The two brothers who owned and operated the Rhode Island nightclub where a fire killed 100 concertgoers in 2003 were sentenced Friday (September 29) — but only one will serve time behind bars.
According to The Associated Press, relatives of the victims killed in the Station nightclub fire responded with outrage and berated Judge Francis Darigan when he sentenced Michael Derderian to serve four years in minimum-security prison; Jeffrey was spared any hard time.
The sentences were the result of plea bargains announced last week (see “Station Club Owners Accept Plea Deal In Great White Concert Fire Case” ). The Derderians pleaded no contest to 100 counts of involuntary manslaughter for their roles in the blaze that was sparked by onstage pyrotechnics during a performance by Great White. The pyrotechnics ignited highly flammable soundproofing foam, and the fire spread quickly. Great White guitarist Ty Longley was among those who perished in the fire (see “Guitarist Ty Longley Among 97 Dead In Great White Club Fire” ).
Darigan refused to reconsider the plea bargains, AP reports, adding that they’d help to circumvent a long and emotional trial. But the victims’ relatives told the wire service they were angered by both sentences.
“Lady Justice in Rhode Island is blind, but she’s also deaf,” Jay McLaughlin, the brother-in-law of victims Sandy and Michael Hoogasian, testified. Before he was sentenced, Jeffrey Derderian’s face was covered in tears as he expressed regret for the heartache he helped cause, according to AP.
“The fire moved so fast. I was scared. I wish I did a better job,” he was quoted as saying. “There are many days that I wish I didn’t make it out of that building, because if I didn’t, maybe some of these families would feel better. I know you would have liked it if I died too.”
Michael Derderian was also remorseful for what happened inside his club, saying, “We will do everything we can so that every question can be answered — so that all the facts, not just some of them, come out.” All along, the Derderians have claimed they were unaware the soundproofing foam was flammable.
“If I had known now what that foam was, we definitely would have done things differently,” Michael said. “We would have never ever put our patrons, our employees, our families and our friends at risk.”

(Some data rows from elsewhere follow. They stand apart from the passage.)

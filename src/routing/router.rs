//! Route table assembly and lookup.
//!
//! # Responsibilities
//! - Collect route registrations and body size overrides at startup
//! - Reject duplicate `(pattern, method)` pairs, keeping the first
//! - Freeze into an immutable [`RouteTable`] with a catch-all fallback
//!
//! # Design Decisions
//! - Immutable after [`RouteTableBuilder::build`] (shared via `Arc`, no locks)
//! - Entries sorted once by specificity; lookup is a linear scan
//! - A path that matches only under other methods is a 405, not a fallback

use std::collections::BTreeMap;
use std::future::Future;
use std::path::PathBuf;
use std::sync::Arc;

use async_trait::async_trait;
use axum::{
    body::Bytes,
    http::{HeaderMap, Method},
    response::Response,
};
use thiserror::Error;

use crate::routing::chain::ValidatorChain;
use crate::routing::matcher::RoutePattern;
use crate::security::access_control::{AccessValidator, Identity};
use crate::security::limits::{BodySizeLimits, BodySizeOverride};
use crate::security::path_validation::PathValidator;

/// Everything a handler gets once validation has passed.
#[derive(Debug, Clone)]
pub struct RouteRequest {
    pub method: Method,
    /// Decoded URL path.
    pub path: String,
    pub query: Option<String>,
    pub headers: HeaderMap,
    pub captures: Vec<String>,
    pub body: Bytes,
    pub identity: Identity,
    /// Filesystem target for rooted routes, the URL path otherwise.
    pub target: PathBuf,
}

#[async_trait]
pub trait RouteHandler: Send + Sync {
    async fn handle(&self, request: RouteRequest) -> Response;
}

/// Adapter for async closures.
pub struct FnHandler<F>(F);

#[async_trait]
impl<F, Fut> RouteHandler for FnHandler<F>
where
    F: Fn(RouteRequest) -> Fut + Send + Sync + 'static,
    Fut: Future<Output = Response> + Send + 'static,
{
    async fn handle(&self, request: RouteRequest) -> Response {
        (self.0)(request).await
    }
}

pub fn handler_fn<F, Fut>(f: F) -> Arc<dyn RouteHandler>
where
    F: Fn(RouteRequest) -> Fut + Send + Sync + 'static,
    Fut: Future<Output = Response> + Send + 'static,
{
    Arc::new(FnHandler(f))
}

#[derive(Debug, Error)]
pub enum RouteError {
    #[error("route {method} {pattern} is already registered")]
    Duplicate { pattern: String, method: Method },

    #[error("invalid route pattern {pattern:?}: {source}")]
    InvalidPattern {
        pattern: String,
        #[source]
        source: regex::Error,
    },
}

/// A route registration before it is compiled.
#[derive(Clone)]
pub struct RouteSpec {
    pub pattern: String,
    pub method: Method,
    pub handler: Arc<dyn RouteHandler>,
    pub access: Vec<Arc<dyn AccessValidator>>,
    pub path: Vec<Arc<dyn PathValidator>>,
    pub options: BTreeMap<String, serde_json::Value>,
    pub target_root: Option<PathBuf>,
    /// Protected routes also receive contributed access validators.
    pub protected: bool,
}

impl RouteSpec {
    pub fn new(method: Method, pattern: impl Into<String>, handler: Arc<dyn RouteHandler>) -> Self {
        Self {
            pattern: pattern.into(),
            method,
            handler,
            access: Vec::new(),
            path: Vec::new(),
            options: BTreeMap::new(),
            target_root: None,
            protected: false,
        }
    }

    pub fn get(pattern: impl Into<String>, handler: Arc<dyn RouteHandler>) -> Self {
        Self::new(Method::GET, pattern, handler)
    }

    /// `GET` on exactly `path`; regex metacharacters in it match themselves.
    pub fn get_exact(path: &str, handler: Arc<dyn RouteHandler>) -> Self {
        Self::get(regex::escape(path), handler)
    }

    pub fn access(mut self, validator: Arc<dyn AccessValidator>) -> Self {
        self.access.push(validator);
        self
    }

    pub fn path(mut self, validator: Arc<dyn PathValidator>) -> Self {
        self.path.push(validator);
        self
    }

    pub fn option(mut self, key: impl Into<String>, value: impl Into<serde_json::Value>) -> Self {
        self.options.insert(key.into(), value.into());
        self
    }

    pub fn target_root(mut self, root: impl Into<PathBuf>) -> Self {
        self.target_root = Some(root.into());
        self
    }

    pub fn protected(mut self) -> Self {
        self.protected = true;
        self
    }
}

pub struct RouteEntry {
    pattern: RoutePattern,
    method: Method,
    handler: Arc<dyn RouteHandler>,
    options: BTreeMap<String, serde_json::Value>,
    chain: ValidatorChain,
    target_root: Option<PathBuf>,
    protected: bool,
}

impl RouteEntry {
    pub fn pattern(&self) -> &str {
        self.pattern.as_str()
    }

    pub fn method(&self) -> &Method {
        &self.method
    }

    pub fn handler(&self) -> &Arc<dyn RouteHandler> {
        &self.handler
    }

    pub fn chain(&self) -> &ValidatorChain {
        &self.chain
    }

    pub fn target_root(&self) -> Option<&std::path::Path> {
        self.target_root.as_deref()
    }

    pub fn option(&self, key: &str) -> Option<&serde_json::Value> {
        self.options.get(key)
    }

    /// True if the boolean option `key` is set.
    pub fn flag(&self, key: &str) -> bool {
        self.option(key).and_then(|v| v.as_bool()).unwrap_or(false)
    }
}

impl std::fmt::Debug for RouteEntry {
    fn fmt(&self, f: &mut std::fmt::Formatter<'_>) -> std::fmt::Result {
        f.debug_struct("RouteEntry")
            .field("pattern", &self.pattern.as_str())
            .field("method", &self.method)
            .field("chain", &self.chain)
            .field("target_root", &self.target_root)
            .finish()
    }
}

pub struct RouteTableBuilder {
    entries: Vec<RouteEntry>,
    limits: BodySizeLimits,
}

impl RouteTableBuilder {
    pub fn new(default_body_limit: usize) -> Self {
        Self {
            entries: Vec::new(),
            limits: BodySizeLimits::new(default_body_limit),
        }
    }

    /// Register a route. Duplicates and bad patterns are logged and rejected;
    /// the table keeps whatever was registered first.
    pub fn register(&mut self, spec: RouteSpec) -> Result<(), RouteError> {
        if self.contains(&spec.pattern, &spec.method) {
            tracing::warn!(
                pattern = %spec.pattern,
                method = %spec.method,
                "Duplicate route registration ignored"
            );
            return Err(RouteError::Duplicate {
                pattern: spec.pattern,
                method: spec.method,
            });
        }

        let pattern = RoutePattern::new(&spec.pattern).map_err(|source| {
            tracing::warn!(pattern = %spec.pattern, error = %source, "Invalid route pattern");
            RouteError::InvalidPattern {
                pattern: spec.pattern.clone(),
                source,
            }
        })?;

        tracing::debug!(pattern = %spec.pattern, method = %spec.method, "Route registered");
        self.entries.push(RouteEntry {
            pattern,
            method: spec.method,
            handler: spec.handler,
            options: spec.options,
            chain: ValidatorChain::new(spec.access, spec.path),
            target_root: spec.target_root,
            protected: spec.protected,
        });
        Ok(())
    }

    pub fn contains(&self, pattern: &str, method: &Method) -> bool {
        self.entries
            .iter()
            .any(|e| e.pattern.as_str() == pattern && e.method == *method)
    }

    pub fn add_body_size(&mut self, rule: BodySizeOverride) {
        self.limits.push(rule);
    }

    pub fn body_limits(&self) -> &BodySizeLimits {
        &self.limits
    }

    /// Append `validator` to every protected route's access chain.
    pub fn append_access_validator(&mut self, validator: Arc<dyn AccessValidator>) {
        for entry in self.entries.iter_mut().filter(|e| e.protected) {
            entry.chain.push_access(validator.clone());
        }
    }

    pub fn len(&self) -> usize {
        self.entries.len()
    }

    pub fn is_empty(&self) -> bool {
        self.entries.is_empty()
    }

    /// Freeze the table. `fallback` answers everything no route matches.
    pub fn build(mut self, fallback: Arc<dyn RouteHandler>) -> Arc<RouteTable> {
        // stable sort keeps registration order among equals
        self.entries
            .sort_by(|a, b| a.pattern.cmp_specificity(&b.pattern));

        tracing::info!(routes = self.entries.len(), "Route table built");
        Arc::new(RouteTable {
            entries: self.entries,
            fallback,
            limits: self.limits,
        })
    }
}

/// Result of a route lookup.
pub enum RouteMatch<'a> {
    Matched {
        entry: &'a RouteEntry,
        captures: Vec<String>,
    },
    /// The path exists but not for this method.
    MethodNotAllowed,
    Fallback,
}

pub struct RouteTable {
    entries: Vec<RouteEntry>,
    fallback: Arc<dyn RouteHandler>,
    limits: BodySizeLimits,
}

impl RouteTable {
    pub fn match_route(&self, method: &Method, path: &str) -> RouteMatch<'_> {
        let mut path_matched = false;

        for entry in &self.entries {
            let Some(captures) = entry.pattern.captures(path) else {
                continue;
            };
            if entry.method == *method {
                return RouteMatch::Matched { entry, captures };
            }
            path_matched = true;
        }

        if path_matched {
            RouteMatch::MethodNotAllowed
        } else {
            RouteMatch::Fallback
        }
    }

    pub fn fallback(&self) -> &Arc<dyn RouteHandler> {
        &self.fallback
    }

    pub fn limits(&self) -> &BodySizeLimits {
        &self.limits
    }

    pub fn entries(&self) -> &[RouteEntry] {
        &self.entries
    }

    pub fn find(&self, pattern: &str, method: &Method) -> Option<&RouteEntry> {
        self.entries
            .iter()
            .find(|e| e.pattern.as_str() == pattern && e.method == *method)
    }
}

impl std::fmt::Debug for RouteTable {
    fn fmt(&self, f: &mut std::fmt::Formatter<'_>) -> std::fmt::Result {
        f.debug_struct("RouteTable")
            .field("entries", &self.entries)
            .field("limits", &self.limits)
            .finish()
    }
}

The Derderians and Great White’s former tour manager, Daniel Biechele, were indicted December 9, 2003, on 200 counts each of involuntary manslaughter — two counts for each person who died in the Station fire (see “Great White Manager, Club Owners Hit With Criminal Charges” ). Biechele was sentenced to four years in prison in May (see “Great White Tour Manager Gets Four Years For Role In Blaze” ).